Urbino, 15 giugno 2017
(fa fede solo il testo effettivamente pronunciato)
Magnifico Rettore,
Gentili Professori,
Cari studenti,
Sono molto felice di essere qui oggi, in una delle università più antiche d’Italia e d’Europa.
Urbino è sempre stata una città aperta al mondo. I suoi più illustri rappresentanti, come Raffaello, hanno usato il linguaggio globale della cultura e dell’arte per interpretare e cambiare il mondo.
Ancora oggi, continuiamo ad avere forte bisogno di questa attitudine di apertura e di internazionalizzazione, e mai di chiusura. Lo studio non è un rifugio dall’asperità del mondo, ma deve essere una guida a cambiare in meglio la nostra realtà, come diceva Carlo Bo, parlando di letteratura.
In un mondo che si interroga sulla “fake news”, qui all’Università di Urbino non correte questo rischio, perché siete nel tempio del libero pensiero e dell’analisi critica, dove la ricerca della verità è il valore in assoluto più importante.
Mi fa piacere che la Farnesina collabori con questa splendida e storica città del sapere nell’ambito della Urbino Press Award, che ogni anno attribuisce il riconoscimento dell’Italia a un reporter o editorialista americano che si sia particolarmente distinto. Un premio molto prestigioso che negli anni è stato attribuito a firme di primissimo piano del giornalismo americano.
Il fatto di essere italiani ci avvantaggia in questo approccio di apertura al mondo, perché l’Italia è da sempre una superpotenza della cultura, dell’ingegno e della creatività.
Siamo un Paese incline al dialogo con popoli, culture e fedi diverse, sia per collocazione geografica al centro del Mediterraneo, sia per nostra secolare predisposizione a commerciare con i vari quadranti del mondo.
Questa inclinazione si riflette anche nel mondo universitario.

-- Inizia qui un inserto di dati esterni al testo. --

//! The onion layer tagged sum (C5) and the chain these variants form.
//!
//! The source represents a layer as a dynamic capability an interface
//! satisfies; here it is one `enum` with one variant per layer type,
//! decoded through the registry in [`crate::registry`]. `handle` walks
//! the chain recursively: a `Crypt` that successfully decrypts hands
//! its inner layer straight to `handle` again.

use indra_splice::{Magic, Splice};

use crate::context::EngineContext;
use crate::error::{CoreError, Result};
use crate::layers::confirmation::Confirmation;
use crate::layers::crypt::Crypt;
use crate::layers::delay::Delay;
use crate::layers::exit::Exit;
use crate::layers::forward::Forward;
use crate::layers::hidden_service::HiddenService;
use crate::layers::message::Message;
use crate::layers::ready::Ready;
use crate::layers::response::Response;
use crate::layers::reverse::Reverse;
use crate::layers::route::Route;
use crate::layers::session::SessionLayer;
use crate::magic;

/// A layer's not-yet-dispatched remainder: either a chain this node
/// just built and knows the structure of, or bytes it received and
/// has no business parsing further (everything past a `Forward` or
/// `Reverse` hop is opaque to the relay carrying it).
#[derive(Debug, Clone)]
pub enum Inner {
    Decoded(Box<Layer>),
    Raw(Vec<u8>),
}

impl Inner {
    pub fn len(&self) -> usize {
        match self {
            Inner::Decoded(layer) => layer.len(),
            Inner::Raw(bytes) => bytes.len(),
        }
    }

    pub fn is_empty(&self) -> bool {
        self.len() == 0
    }

    pub fn encode(&self, splice: &mut Splice) -> Result<()> {
        match self {
            Inner::Decoded(layer) => layer.encode(splice),
            Inner::Raw(bytes) => {
                splice.write_raw(bytes)?;
                Ok(())
            }
        }
    }

    /// Consume the rest of `splice` without attempting to recognise
    /// it; used while decoding a relaying layer whose payload is
    /// meant for a different hop.
    pub fn decode_raw(splice: &mut Splice) -> Self {
        Inner::Raw(splice.take_to_end())
    }

    pub fn into_bytes(self) -> Result<Vec<u8>> {
        match self {
            Inner::Raw(bytes) => Ok(bytes),
            Inner::Decoded(layer) => {
                let mut splice = Splice::with_capacity(layer.len());
                layer.encode(&mut splice)?;
                Ok(splice.into_bytes())
            }
        }
    }

    /// Recognise and decode the remainder, if it hasn't been already
    /// — used when a layer that normally just relays bytes onward
    /// instead needs to act on its own inner layer locally (e.g. a
    /// `Session` layer after a successful install).
    pub fn decoded(self) -> Result<Layer> {
        match self {
            Inner::Decoded(layer) => Ok(*layer),
            Inner::Raw(bytes) => crate::registry::decode_chain(&mut Splice::from_bytes(bytes)),
        }
    }
}

#[derive(Debug, Clone)]
pub enum Layer {
    Crypt(Crypt),
    Forward(Forward),
    Reverse(Reverse),
    Exit(Exit),
    Response(Response),
    Session(SessionLayer),
    Confirmation(Confirmation),
    Delay(Delay),
    Route(Route),
    Ready(Ready),
    HiddenService(HiddenService),
    Message(Message),
    End,
}

impl Layer {
    pub fn name(&self) -> &'static str {
        match self {
            Layer::Crypt(_) => "crypt",
            Layer::Forward(_) => "forward",
            Layer::Reverse(_) => "reverse",
            Layer::Exit(_) => "exit",
            Layer::Response(_) => "response",
            Layer::Session(_) => "session",
            Layer::Confirmation(_) => "confirmation",
            Layer::Delay(_) => "delay",
            Layer::Route(_) => "route",
            Layer::Ready(_) => "ready",
            Layer::HiddenService(_) => "hidden_service",
            Layer::Message(_) => "message",
            Layer::End => "end",
        }
    }

    pub fn magic(&self) -> Magic {
        match self {
            Layer::Crypt(_) => magic::CRYPT,
            Layer::Forward(_) => magic::FORWARD,
            Layer::Reverse(_) => magic::REVERSE,
            Layer::Exit(_) => magic::EXIT,
            Layer::Response(_) => magic::RESPONSE,
            Layer::Session(_) => magic::SESSION,
            Layer::Confirmation(_) => magic::CONFIRMATION,
            Layer::Delay(_) => magic::DELAY,
            Layer::Route(_) => magic::ROUTE,
            Layer::Ready(_) => magic::READY,
            Layer::HiddenService(_) => magic::HIDDEN_SERVICE,
            Layer::Message(_) => magic::MESSAGE,
            Layer::End => magic::END,
        }
    }

    /// Total encoded size, magic included.
    pub fn len(&self) -> usize {
        indra_splice::MAGIC_LEN
            + match self {
                Layer::Crypt(c) => c.body_len(),
                Layer::Forward(f) => f.field_len(),
                Layer::Reverse(r) => r.field_len(),
                Layer::Exit(e) => e.field_len(),
                Layer::Response(r) => r.field_len(),
                Layer::Session(s) => s.field_len(),
                Layer::Confirmation(c) => c.field_len(),
                Layer::Delay(d) => d.field_len(),
                Layer::Route(r) => r.field_len(),
                Layer::Ready(r) => r.field_len(),
                Layer::HiddenService(h) => h.field_len(),
                Layer::Message(m) => m.field_len(),
                Layer::End => 0,
            }
    }

    pub fn is_empty(&self) -> bool {
        self.len() == 0
    }

    pub fn encode(&self, splice: &mut Splice) -> Result<()> {
        splice.write_magic(&self.magic())?;
        match self {
            Layer::Crypt(c) => c.encode_fields(splice),
            Layer::Forward(f) => f.encode_fields(splice),
            Layer::Reverse(r) => r.encode_fields(splice),
            Layer::Exit(e) => e.encode_fields(splice),
            Layer::Response(r) => r.encode_fields(splice),
            Layer::Session(s) => s.encode_fields(splice),
            Layer::Confirmation(c) => c.encode_fields(splice),
            Layer::Delay(d) => d.encode_fields(splice),
            Layer::Route(r) => r.encode_fields(splice),
            Layer::Ready(r) => r.encode_fields(splice),
            Layer::HiddenService(h) => h.encode_fields(splice),
            Layer::Message(m) => m.encode_fields(splice),
            Layer::End => Ok(()),
        }
    }

    /// Attach `inner` as this layer's wrapped payload. Only the
    /// layers the specification lists with an `inner` field accept
    /// one; everything else is a terminal layer.
    pub fn wrap(self, inner: Layer) -> Result<Layer> {
        match self {
            Layer::Crypt(mut c) => {
                c.body = crate::layers::crypt::CryptBody::Inner(Box::new(inner));
                Ok(Layer::Crypt(c))
            }
            Layer::Forward(mut f) => {
                f.inner = Inner::Decoded(Box::new(inner));
                Ok(Layer::Forward(f))
            }
            Layer::Reverse(mut r) => {
                r.inner = Inner::Decoded(Box::new(inner));
                Ok(Layer::Reverse(r))
            }
            Layer::Exit(mut e) => {
                e.inner = Inner::Decoded(Box::new(inner));
                Ok(Layer::Exit(e))
            }
            Layer::Delay(mut d) => {
                d.inner = Inner::Decoded(Box::new(inner));
                Ok(Layer::Delay(d))
            }
            Layer::Session(mut s) => {
                s.inner = Inner::Decoded(Box::new(inner));
                Ok(Layer::Session(s))
            }
            other => Err(CoreError::TerminalLayer(other.name())),
        }
    }

    /// Dispatch this layer, recursing into whatever it decrypts or
    /// unwraps to. `prev` is the address the packet arrived from,
    /// used by terminal layers that reply along the same conduit
    /// rather than a routing header.
    pub fn handle(self, prev: Option<&str>, ctx: &dyn EngineContext) -> Result<()> {
        match self {
            Layer::Crypt(mut c) => {
                let inner = c.handle(ctx)?;
                inner.handle(prev, ctx)
            }
            Layer::Forward(f) => f.handle(ctx),
            Layer::Reverse(r) => r.handle(ctx),
            Layer::Exit(e) => e.handle(prev, ctx),
            Layer::Response(r) => {
                r.handle(ctx);
                Ok(())
            }
            Layer::Session(s) => s.handle(prev, ctx),
            Layer::Confirmation(c) => {
                c.handle(ctx);
                Ok(())
            }
            Layer::Delay(d) => d.handle(ctx),
            Layer::Route(r) => ctx.handle_route(&r, prev.map(str::to_owned)),
            Layer::Ready(r) => ctx.handle_ready(&r),
            Layer::HiddenService(h) => {
                ctx.register_introduction(h.intro.clone());
                Ok(())
            }
            Layer::Message(m) => ctx.handle_message(&m),
            Layer::End => Ok(()),
        }
    }
}

/// Build a chain from an ordered list of layers: `l0.wrap(l1.wrap(l2.wrap(...)))`,
/// returning the outermost layer ready to encode.
pub fn assemble(mut layers: Vec<Layer>) -> Result<Layer> {
    let mut acc = layers.pop().ok_or(CoreError::MissingInner("assemble"))?;
    while let Some(layer) = layers.pop() {
        acc = layer.wrap(acc)?;
    }
    Ok(acc)
}

#[cfg(test)]
mod tests {
    use super::*;
    use crate::layers::confirmation::Confirmation as ConfirmationLayer;
    use crate::layers::forward::Forward as ForwardLayer;

    #[test]
    fn assemble_wraps_in_order() {
        let chain = assemble(vec![
            Layer::Forward(ForwardLayer::new("/ip4/127.0.0.1/tcp/9000".into(), Layer::End)),
            Layer::Confirmation(ConfirmationLayer { id: [1u8; 8], load: 0 }),
        ])
        .unwrap();
        match chain {
            Layer::Forward(f) => match f.inner {
                Inner::Decoded(inner) => assert!(matches!(*inner, Layer::Confirmation(_))),
                Inner::Raw(_) => panic!("expected decoded inner"),
            },
            _ => panic!("expected forward outer layer"),
        }
    }

    #[test]
    fn end_is_zero_length_and_terminal() {
        assert_eq!(Layer::End.len(), indra_splice::MAGIC_LEN);
        assert!(Layer::Confirmation(crate::layers::confirmation::Confirmation { id: [0u8; 8], load: 0 })
            .wrap(Layer::End)
            .is_err());
    }
}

I dati parlano chiaro: oggi nelle università italiane ci sono più di 70.000 studenti stranieri iscritti. Un altro dato interessate: per gli studenti americani, l’Italia è il secondo Paese per numero di studenti universitari dopo il Regno Unito.
Nel mondo c’è una fortissima simpatia per l’Italia.
Lo dimostra il fatto che oltre 2 milioni di stranieri scelgono di studiare la nostra lingua ogni anno; e il fatto che l’italiano ha un bacino di 80 milioni di italo-discendenti.
Un maggior numero di aziende, non solo italiane, utilizzano l’italiano nelle campagne di comunicazione e nomi italiani per le loro aziende. L’italiano è la seconda lingua più utilizzata, dopo l’inglese, nelle insegne commerciali nel mondo.
Non dobbiamo mai rinunciare alla nostra lingua in nome di un inglese globalizzato. E’ importante conoscere le lingue straniere, ma è grave rinunciare a promuovere la nostra bellissima lingua.
Se rinunciamo alla nostra lingua, rinunciamo ad una parte di noi. Per questo ho difeso l’italiano come lingua d’esame per i concorsi di accesso all’UE. E la Corte di Giustizia europea ci ha dato ragione.
Oggi sono qui per parlarvi dell’internazionalizzazione del nostro sistema universitario, che per me significa rimettere i giovani al centro del sistema. Dobbiamo dare priorità assoluta ai capitoli della formazione, dell’imprenditorialità e dell’accesso al lavoro.
Liberare le energie giovanili vuol dire in primo luogo investire nelle strategie di innovazione culturale e nella qualità del modello formativo.
Uno studente italiano che va all’estero o uno studente straniero che viene in Italia, grazie alle opportunità dell’internazionalizzazione, genera ricchezza per il nostro Paese in tutti e due i sensi.
Creiamo “giovani ambasciatori” della nostra cultura, del nostro stile di vita, del nostro modo di pensare e del “made in Italy”.
Vorrei raccontarvi la storia di Shatha Bannoura, una giovane palestinese che ha studiato in Italia, una storia che qualche tempo fa ha attirato la mia attenzione.
“Da Betlemme a Milano, andata e ritorno”, Shatha ha intitolato così la sua esperienza di studio in Italia, che ha definito l’esperienza più bella della sua vita.
Dopo la laurea presso l’Università di Betlemme, Shatha ha frequentato a Milano un Master in Relazioni Internazionali (Università Cattolica del Sacro Cuore).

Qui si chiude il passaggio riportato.